The advisory panel will meet for the first time this week. Among the topics that it will inform on will be the review of the 2005 Gambling Act, which launched in December 2020.
“We are pleased that the Gambling Commission has recognised the importance of listening to people who have been harmed by gambling and welcome their real commitment to ensuring that this can happen,” a panel spokesperson said.
“The creation of this group creates a real opportunity for the voice of those with lived experience to support and influence the work of the Gambling Commission.
“We are a diverse group of people and bring a wide range skills and personal experience of gambling harm. We take this role seriously and look forward to working together as a group to make progress in tackling gambling harm.”
Gambling Commission chair William Moyes said:
“I welcome today’s announcement of the permanent Lived Experience Advisory Panel, which is a positive step towards better understanding harms caused by gambling.
“By collaborating with those with lived experience, friends, families and communities we can make faster progress to reduce gambling harms.”
It takes over from the interim “Experts by Experience” group, a similar body founded in June 2020, also made up of those affected by gambling-related harm.
The group provided advice, evidence and recommendations to the Commission, including recommendations related to the controls the Commission introduced for online slot games this week.
“The establishment of this group is a great step forward for us in our work in making gambling safer and building our understanding of harm and its impacts,” Gambling Commission chief executive Neil McArthur said.
“As already proven by the input of the interim group, the views and perspectives of lived experience in our decision making is invaluable and is already having a positive impact in our work in addressing gambling related harm.
“Lived experience feedback in our policy work has already led to progress through input to consultations on game design and customer interaction and affordability and strengthened online advertising rules.”

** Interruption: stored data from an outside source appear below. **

//! Session commands.

use matr::{Client, Session};
use serde_json::{Value, json};
use tracing::info;

use crate::cli::AuthAction;
use crate::error::Result;

pub(super) async fn run(client: &Client, action: AuthAction) -> Result<Value> {
	let store = client.session();

	match action {
		AuthAction::Login { email, password } => {
			let session = store.sign_in(&email, &password).await?;
			info!(target: "matr", user = session.id(), "logged in");
			Ok(json!({ "phase": store.phase(), "user": user_view(&session) }))
		}
		AuthAction::Register { full_name, email, password } => {
			let session = store.sign_up(&full_name, &email, &password).await?;
			info!(target: "matr", user = session.id(), "registered");
			Ok(json!({ "phase": store.phase(), "user": user_view(&session) }))
		}
		AuthAction::Logout => {
			let was_authenticated = store.is_authenticated();
			store.sign_out();
			Ok(json!({ "phase": store.phase(), "signedOut": was_authenticated }))
		}
		AuthAction::Status => {
			let snapshot = store.snapshot();
			let config = client.config();
			Ok(json!({
				"app": config.app_name,
				"version": config.app_version,
				"baseUrl": config.base_url.as_str(),
				"phase": snapshot.phase,
				"authenticated": snapshot.is_authenticated(),
				"user": snapshot.session.as_ref().map(user_view),
			}))
		}
	}
}

/// Public part of a session. The token stays in the credential file.
fn user_view(session: &Session) -> Value {
	json!({
		"id": session.id(),
		"fullName": session.full_name(),
		"email": session.email(),
		"role": session.role(),
	})
}
mod auth;
mod carreras;
mod facultades;

use matr::{Client, ClientConfig};
use serde_json::Value;
use tracing::debug;

use crate::cli::{AuthAction, CarreraAction, Cli, Commands, FacultadAction};
use crate::error::{CliError, Result};
use crate::output::{OutputFormat, ResultBuilder, print_result};

/// Runs one command and prints its envelope.
///
/// Each invocation restores the persisted session before doing anything else,
/// the same way a page load would.
pub async fn dispatch(cli: Cli) -> Result<()> {
	let format = cli.format;
	let builder = ResultBuilder::new(command_name(&cli.command));

	let outcome = match open_client(&cli) {
		Ok(client) => execute(&client, cli.command).await,
		Err(err) => Err(err),
	};

	finish(builder, outcome, format)
}

fn open_client(cli: &Cli) -> Result<Client> {
	let mut config = ClientConfig::from_env()?;
	if let Some(url) = &cli.base_url {
		config = config.with_base_url(url)?;
	}
	if let Some(dir) = &cli.state_dir {
		config = config.with_state_dir(dir);
	}

	let client = Client::new(config)?;
	let phase = client.session().restore();
	debug!(target: "matr", %phase, base_url = %client.config().base_url, "session restored");
	Ok(client)
}

async fn execute(client: &Client, command: Commands) -> Result<Value> {
	match command {
		Commands::Auth { action } => auth::run(client, action).await,
		Commands::Facultades { action } => facultades::run(client, action).await,
		Commands::Carreras { action } => carreras::run(client, action).await,
	}
}

fn finish(builder: ResultBuilder<Value>, outcome: Result<Value>, format: OutputFormat) -> Result<()> {
	match outcome {
		Ok(data) => {
			print_result(&builder.data(data).build(), format);
			Ok(())
		}
		Err(err) => {
			let status = match &err {
				CliError::Api(api) => api.status(),
				_ => None,
			};
			let message = err.to_string();
			print_result(&builder.error(err.code(), message.clone(), status).build(), format);
			Err(CliError::Reported(message))
		}
	}
}

fn command_name(command: &Commands) -> &'static str {
	match command {
		Commands::Auth { action } => match action {
			AuthAction::Login { .. } => "auth.login",
			AuthAction::Register { .. } => "auth.register",
			AuthAction::Logout => "auth.logout",
			AuthAction::Status => "auth.status",
		},
		Commands::Facultades { action } => match action {
			FacultadAction::List => "facultades.list",
			FacultadAction::Get { .. } => "facultades.get",
			FacultadAction::Create(_) => "facultades.create",
			FacultadAction::Update { .. } => "facultades.update",
			FacultadAction::Delete { .. } => "facultades.delete",
		},
		Commands::Carreras { action } => match action {
			CarreraAction::List { .. } => "carreras.list",
			CarreraAction::Get { .. } => "carreras.get",
			CarreraAction::Create(_) => "carreras.create",
			CarreraAction::Update { .. } => "carreras.update",
			CarreraAction::Delete { .. } => "carreras.delete",
		},
	}
}

fn no_fields() -> CliError {
	CliError::InvalidInput("nothing to update: pass at least one field".into())
}
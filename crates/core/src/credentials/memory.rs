use parking_lot::Mutex;

use super::CredentialStore;
use crate::error::Result;
use matr_protocol::CredentialRecord;

/// Process-local credential store. Does not survive a restart.
#[derive(Debug, Default)]
pub struct MemoryCredentialStore {
	record: Mutex<Option<CredentialRecord>>,
}

impl MemoryCredentialStore {
	pub fn new() -> Self {
		Self::default()
	}

	/// Creates a store that already holds `record`.
	pub fn with_record(record: CredentialRecord) -> Self {
		Self {
			record: Mutex::new(Some(record)),
		}
	}
}

impl CredentialStore for MemoryCredentialStore {
	fn save(&self, record: &CredentialRecord) -> Result<()> {
		*self.record.lock() = Some(record.clone());
		Ok(())
	}

	fn read(&self) -> Result<Option<CredentialRecord>> {
		Ok(self.record.lock().clone())
	}

	fn clear(&self) -> Result<()> {
		self.record.lock().take();
		Ok(())
	}
}
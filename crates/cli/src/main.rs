use clap::Parser;
use matr_cli::{cli::Cli, commands, logging};
use tracing::error;

#[tokio::main(flavor = "current_thread")]
async fn main() {
	let cli = Cli::parse();
	logging::init_logging(cli.verbose);

	if let Err(err) = commands::dispatch(cli).await {
		error!(target: "matr", error = %err, "command failed");
		std::process::exit(1);
	}
}
use reqwest::Method;
use serde::de::IgnoredAny;

use super::{Gateway, payload};
use crate::error::Result;
use matr_protocol::{Facultad, FacultadPatch, NewFacultad};

pub const FACULTADES_PATH: &str = "matriculas/facultades";

/// Facade over `/matriculas/facultades`.
#[derive(Debug, Clone, Copy)]
pub struct Facultades<'a> {
	gateway: &'a Gateway,
}

impl<'a> Facultades<'a> {
	pub(super) fn new(gateway: &'a Gateway) -> Self {
		Self { gateway }
	}

	pub async fn list(&self) -> Result<Vec<Facultad>> {
		Ok(self.gateway.call(Method::GET, FACULTADES_PATH, None).await?.unwrap_or_default())
	}

	pub async fn get(&self, id: u64) -> Result<Option<Facultad>> {
		self.gateway.call(Method::GET, &item_path(id), None).await
	}

	pub async fn create(&self, data: &NewFacultad) -> Result<Option<Facultad>> {
		self.gateway.call(Method::POST, FACULTADES_PATH, payload(data)?).await
	}

	/// Sends exactly the fields present in `patch`.
	pub async fn update(&self, id: u64, patch: &FacultadPatch) -> Result<Option<Facultad>> {
		self.gateway.call(Method::PUT, &item_path(id), payload(patch)?).await
	}

	pub async fn delete(&self, id: u64) -> Result<()> {
		self.gateway.call::<IgnoredAny>(Method::DELETE, &item_path(id), None).await?;
		Ok(())
	}
}

fn item_path(id: u64) -> String {
	format!("{FACULTADES_PATH}/{id}")
}
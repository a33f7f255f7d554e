//! Wiring of transport, persistence, session store and gateway.

use std::sync::Arc;

use crate::auth::HttpAuthenticator;
use crate::config::ClientConfig;
use crate::credentials::{CredentialStore, FileCredentialStore};
use crate::error::Result;
use crate::gateway::Gateway;
use crate::http::ApiClient;
use crate::session::SessionStore;

/// One session store and one gateway sharing a credential store.
///
/// The gateway is attached to the session store, so a 401 from any resource
/// call resets the store in place.
#[derive(Debug, Clone)]
pub struct Client {
	config: ClientConfig,
	session: SessionStore,
	gateway: Gateway,
}

impl Client {
	/// Builds a client persisting credentials to `config.credentials_path`.
	pub fn new(config: ClientConfig) -> Result<Self> {
		let credentials = Arc::new(FileCredentialStore::new(config.credentials_path.clone()));
		Self::with_credentials(config, credentials)
	}

	pub fn with_credentials(config: ClientConfig, credentials: Arc<dyn CredentialStore>) -> Result<Self> {
		let api = ApiClient::new(&config)?;
		let session = SessionStore::new(credentials.clone(), Arc::new(HttpAuthenticator::new(api.clone())));
		let gateway = Gateway::new(api, credentials).with_session(session.clone());
		Ok(Self { config, session, gateway })
	}

	pub fn config(&self) -> &ClientConfig {
		&self.config
	}

	pub fn session(&self) -> &SessionStore {
		&self.session
	}

	pub fn gateway(&self) -> &Gateway {
		&self.gateway
	}
}
//! Organizational unit (`facultad`) records.

use serde::{Deserialize, Serialize};

/// A faculty as returned by `/matriculas/facultades`.
#[derive(Debug, Clone, PartialEq, Eq, Serialize, Deserialize)]
#[serde(rename_all = "camelCase")]
pub struct Facultad {
	#[serde(alias = "facultadId")]
	pub id: u64,
	pub nombre: String,
	#[serde(default, skip_serializing_if = "Option::is_none")]
	pub descripcion: Option<String>,
	#[serde(default, skip_serializing_if = "Option::is_none")]
	pub ubicacion: Option<String>,
	#[serde(default, skip_serializing_if = "Option::is_none")]
	pub decano: Option<String>,
	#[serde(default, skip_serializing_if = "Option::is_none")]
	pub activo: Option<bool>,
	#[serde(default, skip_serializing_if = "Option::is_none")]
	pub fecha_registro: Option<String>,
}

/// Body of `POST /matriculas/facultades`.
#[derive(Debug, Clone, Default, PartialEq, Eq, Serialize, Deserialize)]
#[serde(rename_all = "camelCase")]
pub struct NewFacultad {
	pub nombre: String,
	#[serde(default, skip_serializing_if = "Option::is_none")]
	pub descripcion: Option<String>,
	#[serde(default, skip_serializing_if = "Option::is_none")]
	pub ubicacion: Option<String>,
	#[serde(default, skip_serializing_if = "Option::is_none")]
	pub decano: Option<String>,
	#[serde(default, skip_serializing_if = "Option::is_none")]
	pub activo: Option<bool>,
}

/// Sparse body of `PUT /matriculas/facultades/{id}`.
///
/// Only the fields that are `Some` are serialized.
#[derive(Debug, Clone, Default, PartialEq, Eq, Serialize, Deserialize)]
#[serde(rename_all = "camelCase")]
pub struct FacultadPatch {
	#[serde(default, skip_serializing_if = "Option::is_none")]
	pub nombre: Option<String>,
	#[serde(default, skip_serializing_if = "Option::is_none")]
	pub descripcion: Option<String>,
	#[serde(default, skip_serializing_if = "Option::is_none")]
	pub ubicacion: Option<String>,
	#[serde(default, skip_serializing_if = "Option::is_none")]
	pub decano: Option<String>,
	#[serde(default, skip_serializing_if = "Option::is_none")]
	pub activo: Option<bool>,
}

impl FacultadPatch {
	pub fn is_empty(&self) -> bool {
		self == &Self::default()
	}
}
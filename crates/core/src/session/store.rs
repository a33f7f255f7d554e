//! Reactive session store.
//!
//! State lives in a `tokio::sync::watch` channel: every transition replaces
//! the published [`SessionSnapshot`] and wakes subscribers. The store is a
//! cheap handle; clones share state, so it can be passed to every consumer
//! (CLI commands, the gateway) instead of living in a global.

use std::sync::Arc;

use tokio::sync::watch;
use tracing::{debug, info, warn};

use super::state::{AuthPhase, Session, SessionSnapshot};
use crate::auth::Authenticator;
use crate::credentials::CredentialStore;
use crate::error::{Error, Result};
use matr_protocol::{AuthResponse, LoginRequest, RegisterRequest};

const SIGN_IN_FALLBACK: &str = "Error al iniciar sesión";
const SIGN_UP_FALLBACK: &str = "Error al registrar";

struct Inner {
	state: watch::Sender<SessionSnapshot>,
	credentials: Arc<dyn CredentialStore>,
	authenticator: Arc<dyn Authenticator>,
}

/// Owner of the current session and its lifecycle.
#[derive(Clone)]
pub struct SessionStore {
	inner: Arc<Inner>,
}

impl std::fmt::Debug for SessionStore {
	fn fmt(&self, f: &mut std::fmt::Formatter<'_>) -> std::fmt::Result {
		f.debug_struct("SessionStore").field("state", &*self.inner.state.borrow()).finish()
	}
}

impl SessionStore {
	/// Creates a store in the `Unauthenticated` phase. Call
	/// [`restore`](Self::restore) once at startup to pick up a persisted session.
	pub fn new(credentials: Arc<dyn CredentialStore>, authenticator: Arc<dyn Authenticator>) -> Self {
		let (state, _) = watch::channel(SessionSnapshot::default());
		Self {
			inner: Arc::new(Inner {
				state,
				credentials,
				authenticator,
			}),
		}
	}

	/// Returns a receiver notified on every state transition.
	pub fn subscribe(&self) -> watch::Receiver<SessionSnapshot> {
		self.inner.state.subscribe()
	}

	pub fn snapshot(&self) -> SessionSnapshot {
		self.inner.state.borrow().clone()
	}

	pub fn phase(&self) -> AuthPhase {
		self.inner.state.borrow().phase
	}

	pub fn is_authenticated(&self) -> bool {
		self.inner.state.borrow().is_authenticated()
	}

	pub fn is_loading(&self) -> bool {
		self.inner.state.borrow().is_loading()
	}

	pub fn session(&self) -> Option<Session> {
		self.inner.state.borrow().session.clone()
	}

	pub fn token(&self) -> Option<String> {
		self.inner.state.borrow().token().map(str::to_string)
	}

	pub fn error(&self) -> Option<String> {
		self.inner.state.borrow().error.clone()
	}

	/// Adopts the persisted record, if any, without contacting the server.
	///
	/// A record that cannot be read is discarded. With no record the state is
	/// left as it is. Repeating the call with an unchanged record is a no-op.
	pub fn restore(&self) -> AuthPhase {
		let record = match self.inner.credentials.read() {
			Ok(record) => record,
			Err(err) => {
				warn!(target: "matr.session", error = %err, "discarding unreadable credential record");
				if let Err(err) = self.inner.credentials.clear() {
					warn!(target: "matr.session", error = %err, "failed to clear unreadable credential record");
				}
				None
			}
		};

		if let Some(session) = record.and_then(Session::from_record) {
			let restored = self.inner.state.send_if_modified(|state| {
				let next = SessionSnapshot {
					phase: AuthPhase::Authenticated,
					session: Some(session),
					error: None,
				};
				if *state == next {
					return false;
				}
				*state = next;
				true
			});
			if restored {
				info!(target: "matr.session", "restored persisted session");
			}
		} else {
			debug!(target: "matr.session", "no persisted session to restore");
		}

		self.phase()
	}

	/// Signs in with email and password.
	///
	/// On failure the error message is stored for display and the error is
	/// also returned so the caller can stay where it is.
	pub async fn sign_in(&self, email: &str, password: &str) -> Result<Session> {
		let attempt = self.begin_attempt()?;
		let request = LoginRequest {
			email: email.to_string(),
			password: password.to_string(),
		};
		let outcome = self.inner.authenticator.login(&request).await;
		self.finish_attempt(attempt, outcome, SIGN_IN_FALLBACK)
	}

	/// Registers a new account and signs it in. Same contract as [`sign_in`](Self::sign_in).
	pub async fn sign_up(&self, full_name: &str, email: &str, password: &str) -> Result<Session> {
		let attempt = self.begin_attempt()?;
		let request = RegisterRequest {
			full_name: full_name.to_string(),
			email: email.to_string(),
			password: password.to_string(),
		};
		let outcome = self.inner.authenticator.register(&request).await;
		self.finish_attempt(attempt, outcome, SIGN_UP_FALLBACK)
	}

	/// Clears the persisted record and returns to `Unauthenticated`. Never fails.
	pub fn sign_out(&self) {
		if let Err(err) = self.inner.credentials.clear() {
			warn!(target: "matr.session", error = %err, "failed to clear persisted credential");
		}
		self.inner.state.send_replace(SessionSnapshot::default());
		info!(target: "matr.session", "signed out");
	}

	/// Drops the in-memory session after the server rejected its token.
	///
	/// Persistence is not touched; whoever observed the 401 already cleared it.
	pub fn expire(&self) {
		let was_authenticated = self.is_authenticated();
		self.inner.state.send_replace(SessionSnapshot::default());
		if was_authenticated {
			warn!(target: "matr.session", "session expired");
		}
	}

	pub fn clear_error(&self) {
		self.inner.state.send_if_modified(|state| state.error.take().is_some());
	}

	/// Enters `Authenticating`, or refuses if an attempt is already running.
	///
	/// The returned guard rolls the phase back if the attempt is dropped
	/// before [`finish_attempt`](Self::finish_attempt) runs.
	fn begin_attempt(&self) -> Result<AttemptGuard<'_>> {
		let admitted = self.inner.state.send_if_modified(|state| {
			if state.phase == AuthPhase::Authenticating {
				return false;
			}
			*state = SessionSnapshot {
				phase: AuthPhase::Authenticating,
				session: None,
				error: None,
			};
			true
		});

		if admitted {
			Ok(AttemptGuard {
				state: &self.inner.state,
				armed: true,
			})
		} else {
			debug!(target: "matr.session", "rejecting overlapping authentication attempt");
			Err(Error::AuthenticationInFlight)
		}
	}

	fn finish_attempt(&self, attempt: AttemptGuard<'_>, outcome: Result<AuthResponse>, fallback: &str) -> Result<Session> {
		attempt.disarm();
		let result = outcome.and_then(|record| {
			let session = Session::from_record(record).ok_or_else(|| Error::MalformedResponse {
				status: 200,
				detail: "authentication response carried no token".into(),
			})?;
			self.inner.credentials.save(session.record())?;
			Ok(session)
		});

		match result {
			Ok(session) => {
				self.inner.state.send_replace(SessionSnapshot {
					phase: AuthPhase::Authenticated,
					session: Some(session.clone()),
					error: None,
				});
				info!(target: "matr.session", user = session.id(), role = %session.role(), "authenticated");
				Ok(session)
			}
			Err(err) => {
				// Persistence is left alone: only sign-out and a 401 destroy a stored session.
				let message = failure_message(&err, fallback);
				warn!(target: "matr.session", error = %message, "authentication failed");
				self.inner.state.send_replace(SessionSnapshot {
					phase: AuthPhase::AuthenticationFailed,
					session: None,
					error: Some(message),
				});
				Err(err)
			}
		}
	}
}

/// Returns the store to `Unauthenticated` when an attempt is abandoned mid-flight.
struct AttemptGuard<'a> {
	state: &'a watch::Sender<SessionSnapshot>,
	armed: bool,
}

impl AttemptGuard<'_> {
	fn disarm(mut self) {
		self.armed = false;
	}
}

impl Drop for AttemptGuard<'_> {
	fn drop(&mut self) {
		if !self.armed {
			return;
		}
		let reset = self.state.send_if_modified(|state| {
			if state.phase != AuthPhase::Authenticating {
				return false;
			}
			*state = SessionSnapshot::default();
			true
		});
		if reset {
			debug!(target: "matr.session", "authentication attempt abandoned");
		}
	}
}

fn failure_message(err: &Error, fallback: &str) -> String {
	let message = err.to_string();
	if message.trim().is_empty() { fallback.to_string() } else { message }
}
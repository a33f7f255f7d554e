use thiserror::Error;

use crate::output::ErrorCode;

#[derive(Debug, Error)]
pub enum CliError {
	#[error(transparent)]
	Api(#[from] matr::Error),

	#[error("{0}")]
	InvalidInput(String),

	#[error("JSON error: {0}")]
	Json(#[from] serde_json::Error),

	/// Already reported through the output envelope.
	#[error("{0}")]
	Reported(String),
}

impl CliError {
	pub fn code(&self) -> ErrorCode {
		match self {
			CliError::Api(err) => match err {
				matr::Error::AuthenticationRejected(_) => ErrorCode::AuthRejected,
				matr::Error::AuthenticationInFlight => ErrorCode::AuthInFlight,
				matr::Error::SessionExpired => ErrorCode::SessionExpired,
				matr::Error::RequestFailed { .. } => ErrorCode::RequestFailed,
				matr::Error::MalformedResponse { .. } => ErrorCode::MalformedResponse,
				matr::Error::Transport(_) => ErrorCode::TransportError,
				matr::Error::Persistence(_) | matr::Error::Io(_) => ErrorCode::IoError,
				matr::Error::Config(_) => ErrorCode::InvalidInput,
				matr::Error::Json(_) => ErrorCode::InternalError,
			},
			CliError::InvalidInput(_) => ErrorCode::InvalidInput,
			CliError::Json(_) | CliError::Reported(_) => ErrorCode::InternalError,
		}
	}
}

pub type Result<T> = std::result::Result<T, CliError>;

#[cfg(test)]
mod tests {
	use super::*;

	#[test]
	fn api_errors_map_to_stable_codes() {
		assert_eq!(CliError::from(matr::Error::SessionExpired).code(), ErrorCode::SessionExpired);
		assert_eq!(CliError::from(matr::Error::AuthenticationRejected("x".into())).code(), ErrorCode::AuthRejected);
		let failed = matr::Error::RequestFailed {
			status: 400,
			message: "Nombre requerido".into(),
		};
		let err = CliError::from(failed);
		assert_eq!(err.code(), ErrorCode::RequestFailed);
		assert_eq!(err.to_string(), "Nombre requerido");
	}
}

Despite the launch of the Experts by Experience group in June 2020, a report in September of that year commissioned by GambleAware said that there was little evidence that those with experience of gambling-related harm are involved in discussion of the subject.
Following the report’s release, GambleAware called for a fully-funded and independent lived experience body.
In addition, the Commission also published the latest update on the delivery of its strategy to reduce gambling harms.
The update is now available through an interactive “actions map” allowing stakeholders to more easily view updates within specific areas.
Among the updates made so far in 2021 were the publication of a GambleAware-commissioned study into player-set deposit limits, which found that players are more inclined to set lower limits if they are given a free choice of amounts rather than a drop-down list of suggestions.
Other progress included medical journal The Lancet launching its first commission on gambling-related harm, which it called an “urgent, neglected, understudied and worsening public health predicament”.